You are viewing a plain text version of this content. The canonical link for it is here.

Posted to user@beam.apache.org by Jonathan Perron <jo...@lumapps.com> on 2018/10/01 09:44:03 UTC

Fwd: [Need advices] Troubles to create custom PTransform in Python

Hello everybody,

I am new with Apache Beam and I need some advices on own to write 
properly a custom PTransform in Python.

I try to read entities from a PostgreSQL database using SQLAlchemy. I 
followed the examples in the documentation for Pub/Sub 
(https://beam.apache.org/documentation/sdks/pydoc/2.5.0/_modules/apache_beam/io/gcp/pubsub.html#ReadFromPubSub) 
and Datastore 
(https://beam.apache.org/documentation/sdks/pydoc/2.5.0/_modules/apache_beam/io/gcp/datastore/v1/datastoreio.html#ReadFromDatastore).

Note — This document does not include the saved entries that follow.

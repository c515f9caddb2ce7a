//! Handlers for `/planner` endpoints.
//!
//! `POST /planner/notes` is an upsert keyed by
//! `(member, granularity, target_date, start_hour)`: writing to an occupied
//! key replaces content and range. `GET /planner/grid` serves the
//! materialised week view the grid renders from.

use std::sync::Arc;

use axum::{
  Json,
  extract::{Path, Query, State},
  http::StatusCode,
  response::IntoResponse,
};
use chrono::{Days, NaiveDate};
use pauta_core::{
  planner::{self, NewPlannerNote, PlannerNote, WeekView},
  store::DashboardStore,
};
use serde::Deserialize;
use uuid::Uuid;

use crate::error::ApiError;

#[derive(Debug, Deserialize)]
pub struct WeekParams {
  pub start: NaiveDate,
  pub end:   NaiveDate,
}

/// `GET /planner/notes?start=...&end=...`
pub async fn list<S>(
  State(store): State<Arc<S>>,
  Query(params): Query<WeekParams>,
) -> Result<Json<Vec<PlannerNote>>, ApiError>
where
  S: DashboardStore,
  S::Error: std::error::Error + Send + Sync + 'static,
{
  let notes = store
    .list_notes(params.start, params.end)
    .await
    .map_err(|e| ApiError::Store(Box::new(e)))?;
  Ok(Json(notes))
}

/// JSON body accepted by `POST /planner/notes`.
#[derive(Debug, Deserialize)]
pub struct UpsertNoteBody {
  #[serde(flatten)]
  pub note:       NewPlannerNote,
  pub created_by: Uuid,
}

/// `POST /planner/notes` — create or replace at the note's key.
///
/// The input is normalised first: inverted ranges are swapped, degenerate
/// ranges collapse to a single hour, day/week notes lose stray hours.
/// Contract violations (missing or out-of-range hours, empty content) are
/// a 400, never a write.
pub async fn upsert<S>(
  State(store): State<Arc<S>>,
  Json(body): Json<UpsertNoteBody>,
) -> Result<Json<PlannerNote>, ApiError>
where
  S: DashboardStore,
  S::Error: std::error::Error + Send + Sync + 'static,
{
  let input = body
    .note
    .normalized()
    .map_err(|e| ApiError::BadRequest(e.to_string()))?;
  let note = store
    .upsert_note(input, body.created_by)
    .await
    .map_err(|e| ApiError::Store(Box::new(e)))?;
  Ok(Json(note))
}

#[derive(Debug, Deserialize)]
pub struct ContentBody {
  pub content: String,
}

/// `PATCH /planner/notes/:id` — content-only edit; the range is untouched.
pub async fn update_content<S>(
  State(store): State<Arc<S>>,
  Path(id): Path<Uuid>,
  Json(body): Json<ContentBody>,
) -> Result<Json<PlannerNote>, ApiError>
where
  S: DashboardStore,
  S::Error: std::error::Error + Send + Sync + 'static,
{
  if body.content.trim().is_empty() {
    return Err(ApiError::BadRequest("note content must not be empty".into()));
  }
  let note = store
    .update_note_content(id, body.content)
    .await
    .map_err(|e| ApiError::Store(Box::new(e)))?;
  Ok(Json(note))
}

/// `DELETE /planner/notes/:id` — idempotent.
pub async fn delete_one<S>(
  State(store): State<Arc<S>>,
  Path(id): Path<Uuid>,
) -> Result<StatusCode, ApiError>
where
  S: DashboardStore,
  S::Error: std::error::Error + Send + Sync + 'static,
{
  store
    .delete_note(id)
    .await
    .map_err(|e| ApiError::Store(Box::new(e)))?;
  Ok(StatusCode::NO_CONTENT)
}

#[derive(Debug, Deserialize)]
pub struct GridParams {
  pub member:     String,
  pub week_start: NaiveDate,
}

/// `GET /planner/grid?member=...&week_start=...`
///
/// Returns the computed [`WeekView`]: one cell per (day, hour) slot, with
/// hours consumed by a multi-hour note marked `covered` so the renderer
/// suppresses them.
pub async fn grid<S>(
  State(store): State<Arc<S>>,
  Query(params): Query<GridParams>,
) -> Result<impl IntoResponse, ApiError>
where
  S: DashboardStore,
  S::Error: std::error::Error + Send + Sync + 'static,
{
  let week_end = params.week_start + Days::new(6);
  let notes = store
    .list_notes(params.week_start, week_end)
    .await
    .map_err(|e| ApiError::Store(Box::new(e)))?;

  let view: WeekView =
    planner::week_view(&notes, &params.member, params.week_start);
  Ok(Json(view))
}
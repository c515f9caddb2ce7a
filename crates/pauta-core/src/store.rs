//! The `DashboardStore` trait.
//!
//! Implemented by storage backends (e.g. `pauta-store-sqlite`). Higher
//! layers (`pauta-api`, `pauta-server`) depend on this abstraction, not on
//! any concrete backend.
//!
//! Board and planner mutations are computed by the pure components in
//! [`crate::board`] and [`crate::planner`]; the store only applies their
//! results (`apply_task_positions`, `apply_deal_positions`, `upsert_note`).

use std::future::Future;

use chrono::{DateTime, NaiveDate, Utc};
use uuid::Uuid;

use crate::{
  board::PositionDelta,
  calendar::{CalendarEvent, EventUpdate, EventWithAttendees, NewEvent},
  client::{Client, ClientInteraction, ClientUpdate, NewClient, NewInteraction},
  deal::{Deal, DealStage, DealUpdate, NewDeal},
  outreach::{NewOutreach, Outreach, OutreachStats, OutreachUpdate},
  planner::{NewPlannerNote, PlannerNote},
  project::{
    NewProject, Project, ProjectMember, ProjectMemberRole, ProjectUpdate,
  },
  task::{NewTask, NewTaskComment, Task, TaskComment, TaskStatus, TaskUpdate},
  user::{NewUser, User},
};

/// Abstraction over a Pauta storage backend.
///
/// All methods return `Send` futures so the trait can be used in
/// multi-threaded async runtimes (e.g. tokio with `axum`).
pub trait DashboardStore: Send + Sync {
  type Error: std::error::Error + Send + Sync + 'static;

  // ── Users ─────────────────────────────────────────────────────────────

  fn add_user(
    &self,
    input: NewUser,
  ) -> impl Future<Output = Result<User, Self::Error>> + Send + '_;

  fn get_user(
    &self,
    id: Uuid,
  ) -> impl Future<Output = Result<Option<User>, Self::Error>> + Send + '_;

  fn list_users(
    &self,
  ) -> impl Future<Output = Result<Vec<User>, Self::Error>> + Send + '_;

  // ── Projects ──────────────────────────────────────────────────────────

  /// Create a project and enroll `created_by` as its manager.
  fn add_project(
    &self,
    input: NewProject,
    created_by: Uuid,
  ) -> impl Future<Output = Result<Project, Self::Error>> + Send + '_;

  fn get_project(
    &self,
    id: Uuid,
  ) -> impl Future<Output = Result<Option<Project>, Self::Error>> + Send + '_;

  /// All projects, newest first.
  fn list_projects(
    &self,
  ) -> impl Future<Output = Result<Vec<Project>, Self::Error>> + Send + '_;

  fn update_project(
    &self,
    id: Uuid,
    patch: ProjectUpdate,
  ) -> impl Future<Output = Result<Project, Self::Error>> + Send + '_;

  /// Delete a project and, via cascade, its tasks and memberships.
  fn delete_project(
    &self,
    id: Uuid,
  ) -> impl Future<Output = Result<(), Self::Error>> + Send + '_;

  /// Idempotent: re-adding an existing member is a no-op.
  fn add_project_member(
    &self,
    project_id: Uuid,
    user_id: Uuid,
    role: ProjectMemberRole,
  ) -> impl Future<Output = Result<(), Self::Error>> + Send + '_;

  fn remove_project_member(
    &self,
    project_id: Uuid,
    user_id: Uuid,
  ) -> impl Future<Output = Result<(), Self::Error>> + Send + '_;

  fn list_project_members(
    &self,
    project_id: Uuid,
  ) -> impl Future<Output = Result<Vec<ProjectMember>, Self::Error>> + Send + '_;

  // ── Tasks ─────────────────────────────────────────────────────────────

  /// Create a task at the tail of its status column.
  fn add_task(
    &self,
    input: NewTask,
    created_by: Uuid,
  ) -> impl Future<Output = Result<Task, Self::Error>> + Send + '_;

  fn get_task(
    &self,
    id: Uuid,
  ) -> impl Future<Output = Result<Option<Task>, Self::Error>> + Send + '_;

  /// Tasks ordered by position then recency, optionally for one project.
  fn list_tasks(
    &self,
    project_id: Option<Uuid>,
  ) -> impl Future<Output = Result<Vec<Task>, Self::Error>> + Send + '_;

  fn update_task(
    &self,
    id: Uuid,
    patch: TaskUpdate,
  ) -> impl Future<Output = Result<Task, Self::Error>> + Send + '_;

  /// Delete a task and renumber the column it occupied.
  fn delete_task(
    &self,
    id: Uuid,
  ) -> impl Future<Output = Result<(), Self::Error>> + Send + '_;

  /// Apply the write-set produced by [`crate::board::apply_move`].
  fn apply_task_positions(
    &self,
    deltas: Vec<PositionDelta<TaskStatus>>,
  ) -> impl Future<Output = Result<(), Self::Error>> + Send + '_;

  fn add_task_comment(
    &self,
    input: NewTaskComment,
    user_id: Uuid,
  ) -> impl Future<Output = Result<TaskComment, Self::Error>> + Send + '_;

  /// Comments for a task, newest first.
  fn list_task_comments(
    &self,
    task_id: Uuid,
  ) -> impl Future<Output = Result<Vec<TaskComment>, Self::Error>> + Send + '_;

  // ── Clients ───────────────────────────────────────────────────────────

  fn add_client(
    &self,
    input: NewClient,
    owner_id: Uuid,
  ) -> impl Future<Output = Result<Client, Self::Error>> + Send + '_;

  fn get_client(
    &self,
    id: Uuid,
  ) -> impl Future<Output = Result<Option<Client>, Self::Error>> + Send + '_;

  /// All clients, newest first; `search` filters over name, email and
  /// company with a case-insensitive substring match.
  fn list_clients<'a>(
    &'a self,
    search: Option<&'a str>,
  ) -> impl Future<Output = Result<Vec<Client>, Self::Error>> + Send + 'a;

  fn update_client(
    &self,
    id: Uuid,
    patch: ClientUpdate,
  ) -> impl Future<Output = Result<Client, Self::Error>> + Send + '_;

  fn delete_client(
    &self,
    id: Uuid,
  ) -> impl Future<Output = Result<(), Self::Error>> + Send + '_;

  fn add_interaction(
    &self,
    input: NewInteraction,
    user_id: Uuid,
  ) -> impl Future<Output = Result<ClientInteraction, Self::Error>> + Send + '_;

  /// Interactions for a client, most recent occurrence first.
  fn list_interactions(
    &self,
    client_id: Uuid,
  ) -> impl Future<Output = Result<Vec<ClientInteraction>, Self::Error>> + Send + '_;

  // ── Deals ─────────────────────────────────────────────────────────────

  /// Create a deal at the tail of its stage.
  fn add_deal(
    &self,
    input: NewDeal,
    created_by: Uuid,
  ) -> impl Future<Output = Result<Deal, Self::Error>> + Send + '_;

  fn get_deal(
    &self,
    id: Uuid,
  ) -> impl Future<Output = Result<Option<Deal>, Self::Error>> + Send + '_;

  fn list_deals(
    &self,
  ) -> impl Future<Output = Result<Vec<Deal>, Self::Error>> + Send + '_;

  fn update_deal(
    &self,
    id: Uuid,
    patch: DealUpdate,
  ) -> impl Future<Output = Result<Deal, Self::Error>> + Send + '_;

  /// Delete a deal and renumber the stage it occupied.
  fn delete_deal(
    &self,
    id: Uuid,
  ) -> impl Future<Output = Result<(), Self::Error>> + Send + '_;

  /// Apply the write-set produced by [`crate::board::apply_move`].
  fn apply_deal_positions(
    &self,
    deltas: Vec<PositionDelta<DealStage>>,
  ) -> impl Future<Output = Result<(), Self::Error>> + Send + '_;

  // ── Calendar ──────────────────────────────────────────────────────────

  fn add_event(
    &self,
    input: NewEvent,
    created_by: Uuid,
  ) -> impl Future<Output = Result<EventWithAttendees, Self::Error>> + Send + '_;

  fn get_event(
    &self,
    id: Uuid,
  ) -> impl Future<Output = Result<Option<EventWithAttendees>, Self::Error>> + Send + '_;

  /// Events overlapping `[start, end]`, latest start first.
  fn list_events(
    &self,
    start: DateTime<Utc>,
    end: DateTime<Utc>,
  ) -> impl Future<Output = Result<Vec<EventWithAttendees>, Self::Error>> + Send + '_;

  fn update_event(
    &self,
    id: Uuid,
    patch: EventUpdate,
  ) -> impl Future<Output = Result<CalendarEvent, Self::Error>> + Send + '_;

  fn delete_event(
    &self,
    id: Uuid,
  ) -> impl Future<Output = Result<(), Self::Error>> + Send + '_;

  /// Tasks with a due date inside `[start, end]`.
  fn task_deadlines(
    &self,
    start: DateTime<Utc>,
    end: DateTime<Utc>,
  ) -> impl Future<Output = Result<Vec<Task>, Self::Error>> + Send + '_;

  /// Projects with a due date inside `[start, end]`.
  fn project_deadlines(
    &self,
    start: DateTime<Utc>,
    end: DateTime<Utc>,
  ) -> impl Future<Output = Result<Vec<Project>, Self::Error>> + Send + '_;

  // ── Outreach ──────────────────────────────────────────────────────────

  fn add_outreach(
    &self,
    input: NewOutreach,
  ) -> impl Future<Output = Result<Outreach, Self::Error>> + Send + '_;

  fn get_outreach(
    &self,
    id: Uuid,
  ) -> impl Future<Output = Result<Option<Outreach>, Self::Error>> + Send + '_;

  fn list_outreach(
    &self,
  ) -> impl Future<Output = Result<Vec<Outreach>, Self::Error>> + Send + '_;

  fn update_outreach(
    &self,
    id: Uuid,
    patch: OutreachUpdate,
  ) -> impl Future<Output = Result<Outreach, Self::Error>> + Send + '_;

  fn delete_outreach(
    &self,
    id: Uuid,
  ) -> impl Future<Output = Result<(), Self::Error>> + Send + '_;

  /// Per-member conversion funnel over the whole outreach table.
  fn outreach_stats(
    &self,
  ) -> impl Future<Output = Result<Vec<OutreachStats>, Self::Error>> + Send + '_;

  // ── Planner ───────────────────────────────────────────────────────────

  /// Write a note at its `(member, granularity, target_date, start_hour)`
  /// key, replacing content and range if the key is occupied. The input is
  /// expected to be [normalised](crate::planner::NewPlannerNote::normalized).
  fn upsert_note(
    &self,
    input: NewPlannerNote,
    created_by: Uuid,
  ) -> impl Future<Output = Result<PlannerNote, Self::Error>> + Send + '_;

  /// Replace only the content of an existing note.
  fn update_note_content(
    &self,
    id: Uuid,
    content: String,
  ) -> impl Future<Output = Result<PlannerNote, Self::Error>> + Send + '_;

  /// Idempotent: deleting an absent id succeeds.
  fn delete_note(
    &self,
    id: Uuid,
  ) -> impl Future<Output = Result<(), Self::Error>> + Send + '_;

  /// Notes with `target_date` inside `[start, end]` — one planner week.
  fn list_notes(
    &self,
    start: NaiveDate,
    end: NaiveDate,
  ) -> impl Future<Output = Result<Vec<PlannerNote>, Self::Error>> + Send + '_;
}
//! Calendar events, attendees, and the deadline feeds merged into the
//! calendar page alongside them.

use chrono::{DateTime, Utc};
use serde::{Deserialize, Serialize};
use uuid::Uuid;

use crate::{project::Project, task::Task};

#[derive(Debug, Clone, Copy, PartialEq, Eq, Default, Serialize, Deserialize)]
#[serde(rename_all = "lowercase")]
pub enum EventKind {
  #[default]
  Meeting,
  Deadline,
  Reminder,
}

#[derive(Debug, Clone, Copy, PartialEq, Eq, Default, Serialize, Deserialize)]
#[serde(rename_all = "lowercase")]
pub enum AttendeeStatus {
  #[default]
  Pending,
  Accepted,
  Declined,
}

#[derive(Debug, Clone, Serialize, Deserialize)]
pub struct CalendarEvent {
  pub event_id:    Uuid,
  pub title:       String,
  pub description: Option<String>,
  pub start_time:  DateTime<Utc>,
  pub end_time:    DateTime<Utc>,
  pub all_day:     bool,
  pub kind:        EventKind,
  /// Display colour, free-form (e.g. a hex code).
  pub color:       Option<String>,
  pub project_id:  Option<Uuid>,
  pub created_by:  Uuid,
  pub created_at:  DateTime<Utc>,
  pub updated_at:  DateTime<Utc>,
}

#[derive(Debug, Clone, Serialize, Deserialize)]
pub struct EventAttendee {
  pub event_id: Uuid,
  pub user_id:  Uuid,
  pub status:   AttendeeStatus,
}

/// An event bundled with its attendee list — the calendar read model.
#[derive(Debug, Clone, Serialize, Deserialize)]
pub struct EventWithAttendees {
  pub event:     CalendarEvent,
  pub attendees: Vec<EventAttendee>,
}

/// Input to [`crate::store::DashboardStore::add_event`]. Attendees are
/// attached at creation with `Pending` status.
#[derive(Debug, Clone, Serialize, Deserialize)]
pub struct NewEvent {
  pub title:        String,
  pub description:  Option<String>,
  pub start_time:   DateTime<Utc>,
  pub end_time:     DateTime<Utc>,
  #[serde(default)]
  pub all_day:      bool,
  #[serde(default)]
  pub kind:         EventKind,
  pub color:        Option<String>,
  pub project_id:   Option<Uuid>,
  #[serde(default)]
  pub attendee_ids: Vec<Uuid>,
}

#[derive(Debug, Clone, Default, Serialize, Deserialize)]
pub struct EventUpdate {
  pub title:       Option<String>,
  #[serde(default)]
  pub description: Option<Option<String>>,
  pub start_time:  Option<DateTime<Utc>>,
  pub end_time:    Option<DateTime<Utc>>,
  pub all_day:     Option<bool>,
  pub kind:        Option<EventKind>,
  #[serde(default)]
  pub color:       Option<Option<String>>,
  #[serde(default)]
  pub project_id:  Option<Option<Uuid>>,
}

impl EventUpdate {
  pub fn apply(self, event: &mut CalendarEvent) {
    if let Some(title) = self.title {
      event.title = title;
    }
    if let Some(description) = self.description {
      event.description = description;
    }
    if let Some(start_time) = self.start_time {
      event.start_time = start_time;
    }
    if let Some(end_time) = self.end_time {
      event.end_time = end_time;
    }
    if let Some(all_day) = self.all_day {
      event.all_day = all_day;
    }
    if let Some(kind) = self.kind {
      event.kind = kind;
    }
    if let Some(color) = self.color {
      event.color = color;
    }
    if let Some(project_id) = self.project_id {
      event.project_id = project_id;
    }
  }
}

/// Everything the calendar page shows for a time range: events plus task
/// and project deadlines falling inside it.
#[derive(Debug, Clone, Serialize)]
pub struct CalendarRange {
  pub events:            Vec<EventWithAttendees>,
  pub task_deadlines:    Vec<Task>,
  pub project_deadlines: Vec<Project>,
}
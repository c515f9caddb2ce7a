//! Handlers for `/users` endpoints.

use std::sync::Arc;

use axum::{
  Json,
  extract::State,
  http::StatusCode,
  response::IntoResponse,
};
use pauta_core::{
  store::DashboardStore,
  user::{NewUser, User},
};

use crate::error::ApiError;

/// `GET /users`
pub async fn list<S>(
  State(store): State<Arc<S>>,
) -> Result<Json<Vec<User>>, ApiError>
where
  S: DashboardStore,
  S::Error: std::error::Error + Send + Sync + 'static,
{
  let users = store
    .list_users()
    .await
    .map_err(|e| ApiError::Store(Box::new(e)))?;
  Ok(Json(users))
}

/// `POST /users` — returns 201 + the stored [`User`].
pub async fn create<S>(
  State(store): State<Arc<S>>,
  Json(body): Json<NewUser>,
) -> Result<impl IntoResponse, ApiError>
where
  S: DashboardStore,
  S::Error: std::error::Error + Send + Sync + 'static,
{
  let user = store
    .add_user(body)
    .await
    .map_err(|e| ApiError::Store(Box::new(e)))?;
  Ok((StatusCode::CREATED, Json(user)))
}
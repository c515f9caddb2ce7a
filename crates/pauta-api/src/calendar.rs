//! Handlers for `/calendar` endpoints.
//!
//! The range listing merges three feeds, as the calendar page shows all of
//! them: events overlapping the window plus task and project deadlines
//! falling inside it.

use std::sync::Arc;

use axum::{
  Json,
  extract::{Path, Query, State},
  http::StatusCode,
  response::IntoResponse,
};
use chrono::{DateTime, Utc};
use pauta_core::{
  calendar::{
    CalendarEvent, CalendarRange, EventUpdate, EventWithAttendees, NewEvent,
  },
  store::DashboardStore,
};
use serde::Deserialize;
use uuid::Uuid;

use crate::error::ApiError;

#[derive(Debug, Deserialize)]
pub struct RangeParams {
  pub start: DateTime<Utc>,
  pub end:   DateTime<Utc>,
}

/// `GET /calendar/events?start=...&end=...`
pub async fn list<S>(
  State(store): State<Arc<S>>,
  Query(params): Query<RangeParams>,
) -> Result<Json<CalendarRange>, ApiError>
where
  S: DashboardStore,
  S::Error: std::error::Error + Send + Sync + 'static,
{
  let events = store
    .list_events(params.start, params.end)
    .await
    .map_err(|e| ApiError::Store(Box::new(e)))?;
  let task_deadlines = store
    .task_deadlines(params.start, params.end)
    .await
    .map_err(|e| ApiError::Store(Box::new(e)))?;
  let project_deadlines = store
    .project_deadlines(params.start, params.end)
    .await
    .map_err(|e| ApiError::Store(Box::new(e)))?;

  Ok(Json(CalendarRange { events, task_deadlines, project_deadlines }))
}

/// JSON body accepted by `POST /calendar/events`.
#[derive(Debug, Deserialize)]
pub struct CreateEventBody {
  #[serde(flatten)]
  pub event:      NewEvent,
  pub created_by: Uuid,
}

/// `POST /calendar/events` — returns 201 + the stored event with its
/// attendees (all `pending`).
pub async fn create<S>(
  State(store): State<Arc<S>>,
  Json(body): Json<CreateEventBody>,
) -> Result<impl IntoResponse, ApiError>
where
  S: DashboardStore,
  S::Error: std::error::Error + Send + Sync + 'static,
{
  let event = store
    .add_event(body.event, body.created_by)
    .await
    .map_err(|e| ApiError::Store(Box::new(e)))?;
  Ok((StatusCode::CREATED, Json(event)))
}

/// `GET /calendar/events/:id`
pub async fn get_one<S>(
  State(store): State<Arc<S>>,
  Path(id): Path<Uuid>,
) -> Result<Json<EventWithAttendees>, ApiError>
where
  S: DashboardStore,
  S::Error: std::error::Error + Send + Sync + 'static,
{
  let event = store
    .get_event(id)
    .await
    .map_err(|e| ApiError::Store(Box::new(e)))?
    .ok_or_else(|| ApiError::NotFound(format!("event {id} not found")))?;
  Ok(Json(event))
}

/// `PATCH /calendar/events/:id`; attendees are not touched here.
pub async fn update<S>(
  State(store): State<Arc<S>>,
  Path(id): Path<Uuid>,
  Json(patch): Json<EventUpdate>,
) -> Result<Json<CalendarEvent>, ApiError>
where
  S: DashboardStore,
  S::Error: std::error::Error + Send + Sync + 'static,
{
  let event = store
    .update_event(id, patch)
    .await
    .map_err(|e| ApiError::Store(Box::new(e)))?;
  Ok(Json(event))
}

/// `DELETE /calendar/events/:id`
pub async fn delete_one<S>(
  State(store): State<Arc<S>>,
  Path(id): Path<Uuid>,
) -> Result<StatusCode, ApiError>
where
  S: DashboardStore,
  S::Error: std::error::Error + Send + Sync + 'static,
{
  store
    .delete_event(id)
    .await
    .map_err(|e| ApiError::Store(Box::new(e)))?;
  Ok(StatusCode::NO_CONTENT)
}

Here is what I achieved so far:

/class ExtractFromPostgreSQLFn(beam.DoFn)://
//    """//
//    Extract PCollection from PostgreSQL//
//    """//
//
//    def start_bundle(self)://
//        self._session = Session()//
//
//    def process(self, element)://
//        raise NotImplementedError//
//
//    def finish_bundle(self)://
//        self._session.close()//
//
//
//class ReadEntityFromPostgresqlFn(ExtractFromPostgreSQLFn)://
//    def start_bundle(self, arg1, arg2)://
//        self._arg1 = arg1//
//        self._arg2 = arg2//
//
//    def process(self, element)://
//        entities = (//
//            self._session.query(Entity)//
//            .filter(Entity.arg1 == self._arg1)//
//            .filter(Entity.arg2 == self._arg2)//
//            .all()//
//        )//
//        return (self._arg1, entities)/


/class ExtractEntity(PTransform)://
//    """//
//    A ```PTransform``` Extract of the Entity.//
//    """//
//
//    def __init__(self, arg1, arg2="enabled")://
//        """//
//        Inializes ```ExtractEntity```//
//        Args://
//            arg1//
//            arg2//
//        """//
//        if not arg1://
//            raise ValueError("arg1 cannot be empty")//
//
//        self._arg1 = arg1//
//        self._arg2 = arg2//
//
//    def expand(self, pcoll)://
//        """//
//        This is a composite transform involves the following://
//        1. Create a query object //
//        2. Run the query against the database. //
//        """//
//        database_entities = pcoll.pipeline | "Extract datastore users" 
 >> beam.ParDo(//
////ReadEntityFromPostgresqlFn//(self._arg1, self.arg2)//
//        )//
//        return database_entities/

The PTransform is called at the very beginning of my pipeline:

/p = beam.Pipeline(options=pipeline_options)//
//database//= (//
//    p//
//    | "Extract datastore users"/

/    >> ExtractDatastoreUsers(arg1="123456")/

/)/

It keeps raising/AttributeError: 'PBegin' object has no attribute 
'windowing'/.

Please note that it's only a draft (I will extract several entities from 
the database, so the query will not be "hard-coded" but passed as a 
parameter at some point).

I have thus several questions:

1) Does anyone know why what I am trying to achieve is not working ?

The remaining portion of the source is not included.